## PROBLEM
Every line from the one with "1): a T-junction." to the end of the data needs to be copied exactly, and no line before it.

(Stored data)
--- --- ---

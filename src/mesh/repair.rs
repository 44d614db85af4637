// SPDX-License-Identifier: Apache-2.0
// Copyright (c) 2025 Polyframe Inc.

//! Non-manifold correction: counting, cutting, and consolidation

use std::fmt;

use serde::{Deserialize, Serialize};
use tracing::{debug, info, warn};

use crate::error::{MeshError, MeshResult};

use super::{OrientationReport, TriMesh};

/// Maximum number of desingularization passes a single
/// [`TriMesh::correct_mesh`] call attempts. Empirical bound carried
/// over from the reference data sets.
pub const CORRECTION_PASSES: usize = 2;

/// Summary of a full correction run. A mesh may exit only partially
/// corrected; that is reported here, not escalated to an error.
#[derive(Debug, Clone, Copy, Default, Serialize, Deserialize)]
pub struct CorrectionReport {
    /// Triangles with a repeated vertex index remaining after the run.
    pub degenerate_faces: usize,
    /// Isolated vertices deleted during the run.
    pub isolated_vertices_removed: usize,
    /// Edges with more than 2 incident faces before correction.
    pub nonmanifold_edges_before: usize,
    /// Edges with more than 2 incident faces remaining after the run.
    pub nonmanifold_edges_after: usize,
    /// Vertices duplicated while cutting singular configurations.
    pub vertices_split: usize,
    /// Connected classes found by the final classification.
    pub classes: usize,
    /// Outcome of the final orientation pass.
    pub orientation: OrientationReport,
    /// True when no defects remain.
    pub converged: bool,
}

impl fmt::Display for CorrectionReport {
    fn fmt(&self, f: &mut fmt::Formatter<'_>) -> fmt::Result {
        writeln!(f, "Correction report:")?;
        writeln!(f, "  Degenerate faces: {}", self.degenerate_faces)?;
        writeln!(
            f,
            "  Isolated vertices removed: {}",
            self.isolated_vertices_removed
        )?;
        writeln!(
            f,
            "  Non-manifold edges: {} before, {} after",
            self.nonmanifold_edges_before, self.nonmanifold_edges_after
        )?;
        writeln!(f, "  Vertices split: {}", self.vertices_split)?;
        writeln!(f, "  Classes: {}", self.classes)?;
        writeln!(f, "  Orientation: {}", self.orientation)?;
        write!(
            f,
            "  Converged: {}",
            if self.converged { "yes" } else { "NO" }
        )
    }
}

impl TriMesh {
    /// Count triangles that repeat a vertex index.
    pub(crate) fn process_faces(&self) -> usize {
        let bad = self
            .tris
            .iter()
            .filter(|t| t[0] == t[1] || t[0] == t[2] || t[1] == t[2])
            .count();
        info!(faces = self.tris.len(), bad, "face check");
        bad
    }

    /// Count edges shared by more than 2 triangles.
    pub(crate) fn process_edges(&self) -> usize {
        let mut nmin = usize::MAX;
        let mut nmax = 0;
        let mut bad = 0;
        for (_, edge) in self.edges.iter() {
            nmin = nmin.min(edge.face_count());
            nmax = nmax.max(edge.face_count());
            if edge.face_count() > 2 {
                bad += 1;
            }
        }
        info!(
            edges = self.edges.len(),
            bad,
            min = if nmin == usize::MAX { 0 } else { nmin },
            max = nmax,
            "edge check"
        );
        bad
    }

    /// Delete every vertex with no incident faces. Stray node links of
    /// such vertices are unlinked first. Returns the number deleted.
    pub(crate) fn process_vertices(&mut self) -> MeshResult<usize> {
        let mut bad = 0;
        let mut n = 0;
        while n < self.verts.len() {
            if self.face_nbrs[n].is_empty() {
                bad += 1;
                self.unlink_vertex_edges(n as u32);
                self.delete_vertex(n as u32)?;
                // The last vertex was relabeled into slot n; revisit it.
            } else {
                n += 1;
            }
        }
        info!(vertices = self.verts.len(), bad, "vertex check");
        Ok(bad)
    }

    /// Cut every singular vertex and every vertex touching a
    /// non-manifold edge by duplicating it per connected fan, recording
    /// provenance in the origin map for later stitching. Returns the
    /// number of vertices split.
    ///
    /// Fails with [`MeshError::CorrectionStalled`] if a sweep leaves
    /// marked vertices without repairing any of them.
    pub(crate) fn correct_edges(&mut self) -> MeshResult<usize> {
        self.origin = vec![None; self.verts.len()];
        for flag in &mut self.flags {
            *flag = false;
        }

        for (_, edge) in self.edges.iter() {
            if edge.face_count() > 2 {
                let (n1, n2) = edge.nodes();
                self.flags[n1 as usize] = true;
                self.flags[n2 as usize] = true;
            }
        }
        for n in 0..self.verts.len() {
            if !self.flags[n] {
                self.flags[n] = self.is_singular_vertex(n as u32);
            }
        }

        let mut split_total = 0;
        loop {
            let mut found = false;
            let mut fixed = 0;
            let mut n = 0;
            while n < self.verts.len() {
                if self.flags[n] {
                    found = true;
                    if self.process_bad_vertex(n as u32)? {
                        fixed += 1;
                        split_total += 1;
                    }
                }
                n += 1;
            }

            if !found {
                break;
            }
            if fixed == 0 {
                let remaining = self.flags.iter().filter(|&&f| f).count();
                if remaining > 0 {
                    return Err(MeshError::CorrectionStalled(remaining));
                }
            }
        }

        Ok(split_total)
    }

    /// Desingularize one vertex: partition its incident faces into fans
    /// connected through manifold edges, and give each extra fan its
    /// own duplicate of the vertex. Returns whether the mesh changed.
    pub(crate) fn process_bad_vertex(&mut self, v: u32) -> MeshResult<bool> {
        self.check_vertex(v)?;
        if self.origin.len() != self.verts.len() {
            self.origin = vec![None; self.verts.len()];
        }

        let (faces, fclass, count) = self.vertex_fan_classes(v);
        if count <= 1 {
            self.flags[v as usize] = false;
            return Ok(false);
        }

        // Detach the whole neighborhood of v; it is rebuilt below from
        // the reassigned faces.
        let partners: Vec<u32> = self.node_nbrs[v as usize].as_slice().to_vec();
        for &nt in &partners {
            self.node_nbrs[nt as usize].remove(v);
            self.edges.remove(v, nt);
            for &f in &faces {
                self.face_nbrs[nt as usize].remove(f);
            }
        }
        self.node_nbrs[v as usize].clear();
        self.face_nbrs[v as usize].clear();
        self.flags[v as usize] = false;

        let mut root = v;
        while let Some(o) = self.origin[root as usize] {
            root = o;
        }
        info!(vertex = v, origin = root, fans = count, "splitting vertex");

        // One duplicate per extra fan; fan c maps to vertex nbase + c.
        let nbase = self.verts.len() - 1;
        let position = self.verts[v as usize];
        let normal = self.vert_normals[v as usize];
        for _ in 1..count {
            let nv = self.add_vertex(position);
            self.vert_normals[nv as usize] = normal;
            self.origin[nv as usize] = Some(root);
            debug!(vertex = nv, origin = root, "added split vertex");
        }

        for (i, &f) in faces.iter().enumerate() {
            let c = fclass[i];
            if c == 0 {
                continue;
            }
            let vnew = (nbase + c) as u32;
            for idx in self.tris[f as usize].iter_mut() {
                if *idx == v {
                    *idx = vnew;
                    break;
                }
            }
        }

        for &f in &faces {
            let [a, b, c] = self.tris[f as usize];
            self.edges.attach(a, b, f)?;
            self.edges.attach(b, c, f)?;
            self.edges.attach(c, a, f)?;
            for m in 0..3 {
                let vm = self.tris[f as usize][m];
                self.face_nbrs[vm as usize].insert(vm, f)?;
                for k in 0..3 {
                    if k != m {
                        let vk = self.tris[f as usize][k];
                        self.node_nbrs[vm as usize].insert(vm, vk)?;
                    }
                }
            }
        }

        self.invalidate_normals();
        Ok(true)
    }

    /// Bounded iterative repair: count degenerate faces, drop isolated
    /// vertices, cut singular and non-manifold configurations, then
    /// re-classify and re-orient. The cutting pass runs at most
    /// [`CORRECTION_PASSES`] times; remaining defects are reported in
    /// the returned [`CorrectionReport`] rather than escalated.
    pub fn correct_mesh(&mut self) -> MeshResult<CorrectionReport> {
        self.rebuild_neighbors()?;
        self.find_edges()?;

        let mut report = CorrectionReport {
            degenerate_faces: self.process_faces(),
            ..Default::default()
        };
        report.isolated_vertices_removed = self.process_vertices()?;
        report.nonmanifold_edges_before = self.process_edges();

        report.vertices_split += self.correct_edges()?;

        info!("after correction:");
        report.degenerate_faces = self.process_faces();
        report.isolated_vertices_removed += self.process_vertices()?;
        let mut bad_edges = self.process_edges();

        let mut passes = 1;
        while bad_edges > 0 && passes < CORRECTION_PASSES {
            warn!(bad_edges, "bad edges remain, trying once more");
            report.vertices_split += self.correct_edges()?;
            bad_edges = self.process_edges();
            passes += 1;
        }
        if bad_edges > 0 {
            warn!(bad_edges, "bad edges remain after final pass");
        }
        report.nonmanifold_edges_after = bad_edges;

        report.classes = self.classify()?;
        report.orientation = self.check_orientation();
        report.converged = bad_edges == 0 && report.degenerate_faces == 0;

        self.calc_limits();
        self.calc_vertex_normals();
        info!(converged = report.converged, "mesh correction finished");
        Ok(report)
    }

    /// Provenance of a vertex created by desingularization: the
    /// original vertex it was split from, if any.
    pub fn split_origin(&self, v: u32) -> Option<u32> {
        self.origin.get(v as usize).copied().flatten()
    }
}

#[cfg(test)]
mod tests {
    use super::super::test_meshes::*;
    use super::*;
    use crate::TriMesh;
    use nalgebra::Point3;

    #[test]
    fn test_correct_mesh_idempotent_on_clean_mesh() {
        let mut mesh = tetrahedron();
        let verts = mesh.vertex_count();
        let tris = mesh.triangle_count();

        let report = mesh.correct_mesh().unwrap();
        assert!(report.converged);
        assert_eq!(report.degenerate_faces, 0);
        assert_eq!(report.isolated_vertices_removed, 0);
        assert_eq!(report.nonmanifold_edges_before, 0);
        assert_eq!(report.vertices_split, 0);
        assert!(report.orientation.is_clean());
        assert_eq!(mesh.vertex_count(), verts);
        assert_eq!(mesh.triangle_count(), tris);
    }

    #[test]
    fn test_correct_mesh_removes_isolated_vertices() {
        let mut mesh = quad();
        mesh.add_vertex(Point3::new(9.0, 9.0, 9.0));
        let report = mesh.correct_mesh().unwrap();
        assert_eq!(report.isolated_vertices_removed, 1);
        assert_eq!(mesh.vertex_count(), 4);
    }

    #[test]
    fn test_correct_mesh_splits_bowtie() {
        let mut mesh = bowtie();
        assert!(mesh.is_singular_vertex(0));

        let report = mesh.correct_mesh().unwrap();
        assert!(report.converged);
        assert_eq!(report.vertices_split, 1);
        // The pinch vertex was duplicated; the two fans no longer share
        // a vertex and form two classes.
        assert_eq!(mesh.vertex_count(), 6);
        assert_eq!(report.classes, 2);
        for v in 0..mesh.vertex_count() as u32 {
            assert!(!mesh.is_singular_vertex(v));
        }
    }

    #[test]
    fn test_process_bad_vertex_records_origin() {
        let mut mesh = bowtie();
        mesh.correct_edges().unwrap();
        // Exactly one new vertex, split from vertex 0.
        assert_eq!(mesh.vertex_count(), 6);
        assert_eq!(mesh.split_origin(5), Some(0));
        assert_eq!(mesh.split_origin(0), None);
    }

    #[test]
    fn test_correct_mesh_nonmanifold_edge() {
        // Three triangles sharing edge (0, 1): a T-junction.
        let mut mesh = TriMesh::from_arrays(
            vec![
                Point3::new(0.0, 0.0, 0.0),
                Point3::new(1.0, 0.0, 0.0),
                Point3::new(0.5, 1.0, 0.0),
                Point3::new(0.5, -1.0, 0.0),
                Point3::new(0.5, 0.0, 1.0),
            ],
            vec![[0, 1, 2], [0, 3, 1], [0, 1, 4]],
        )
        .unwrap();
        assert_eq!(mesh.process_edges(), 1);

        let report = mesh.correct_mesh().unwrap();
        assert_eq!(report.nonmanifold_edges_before, 1);
        assert_eq!(report.nonmanifold_edges_after, 0);
        assert!(report.vertices_split >= 1);
        // Every edge is manifold now.
        for edge in mesh.edge_iter() {
            assert!(edge.face_count() <= 2);
        }
    }

    #[test]
    fn test_report_display() {
        let mut mesh = tetrahedron();
        let report = mesh.correct_mesh().unwrap();
        let text = format!("{}", report);
        assert!(text.contains("Non-manifold edges: 0 before, 0 after"));
        assert!(text.contains("Converged: yes"));
    }
}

--- --- ---

## ANSWER BELOW
        // Three triangles sharing edge (0, 1): a T-junction.
        let mut mesh = TriMesh::from_arrays(
            vec![
                Point3::new(0.0, 0.0, 0.0),
                Point3::new(1.0, 0.0, 0.0),
                Point3::new(0.5, 1.0, 0.0),
                Point3::new(0.5, -1.0, 0.0),
                Point3::new(0.5, 0.0, 1.0),
            ],
            vec![[0, 1, 2], [0, 3, 1], [0, 1, 4]],
        )
        .unwrap();
        assert_eq!(mesh.process_edges(), 1);

        let report = mesh.correct_mesh().unwrap();
        assert_eq!(report.nonmanifold_edges_before, 1);
        assert_eq!(report.nonmanifold_edges_after, 0);
        assert!(report.vertices_split >= 1);
        // Every edge is manifold now.
        for edge in mesh.edge_iter() {
            assert!(edge.face_count() <= 2);
        }
    }

    #[test]
    fn test_report_display() {
        let mut mesh = tetrahedron();
        let report = mesh.correct_mesh().unwrap();
        let text = format!("{}", report);
        assert!(text.contains("Non-manifold edges: 0 before, 0 after"));
        assert!(text.contains("Converged: yes"));
    }
}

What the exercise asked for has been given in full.